Ultraviolet light (UV) B-induced inflammation is characterized by dramatic increases in prostaglandin E(2) (PGE(2)) synthesis due to enhanced arachidonate deacylation from the membrane. Therefore, the effect of UV on synthesis, mass, and distribution of the high-molecular-weight phospholipase A(2) (cPLA(2)) in cultured human keratinocytes and human skin was studied. The 105-kDa cPLA(2) was demonstrated to be the critical enzyme in UV-induced PGE(2) synthesis and erythema in the first 6 h postirradiation. Immunoprecipitation of S-35-labeled protein showed cPLA(2) synthesis increased three- to fourfold 6 h after irradiation. Immunoprecipitated P-32-labeled cPLA(2) demonstrated phosphorylation of cPLA(2) was concurrently induced, suggesting that UV also activates cPLA(2). This increase in cPLA(2) synthesis and activation also closely correlated with increased PGE(2) synthesis and [H-3]arachidonic acid release and was effectively blocked by both an S-oligonucleotide antisense to cPLA(2) and methyl arachidonate fluorophosphate, a specific inhibitor of cPLA(2).
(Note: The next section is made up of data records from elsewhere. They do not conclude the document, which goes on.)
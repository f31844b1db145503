#![no_main]
use libfuzzer_sys::fuzz_target;

use h1_exchange::server::{self, Transport};
use h1_exchange::{handler_fn, Header, Options};
use http::StatusCode;
use std::io::{self, Cursor, Read, Write};

/// Reads the fuzz input, discards everything written.
struct FuzzIo(Cursor<Vec<u8>>);

impl Read for FuzzIo {
    fn read(&mut self, buf: &mut [u8]) -> io::Result<usize> {
        self.0.read(buf)
    }
}

impl Write for FuzzIo {
    fn write(&mut self, buf: &[u8]) -> io::Result<usize> {
        Ok(buf.len())
    }

    fn flush(&mut self) -> io::Result<()> {
        Ok(())
    }
}

impl Transport for FuzzIo {}

fuzz_target!(|data: &[u8]| {
    let io = FuzzIo(Cursor::new(data.to_vec()));

    let factory = || {
        handler_fn(|http| {
            // touch everything the request exposes
            let _ = (http.method(), http.path(), http.raw_query(), http.segments().len());
            let _ = (http.query_param("a"), http.query_param_names());
            let _ = http.request_header(Header::Host);
            let len = http.request_body().map(|b| b.len()).unwrap_or(0);

            http.status(StatusCode::OK);
            http.body(format!("{}", len));
            Ok(())
        })
    };

    let conn = server::handshake(io, factory, Options::new().buffer_size(256));
    conn.serve().ok();
});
Biopsy and histochemical examination of irradiated sites from human volunteers revealed that only erythematous sites expressed increased amounts of cPLA(2), whereas nonerythematous irradiated sites did not. In contrast, cyclooxygenase-1 and -2 in cultures and skin explants were unaffected 6 h post-UV, and no change in cyclooxygenase activity was observed at this time. These results suggest that increased cPLA(2) synthesis occurs only when skin is exposed to UV doses that are sufficient to cause erythema and indicate expression of cPLA(2) participates in acute UV inflammation.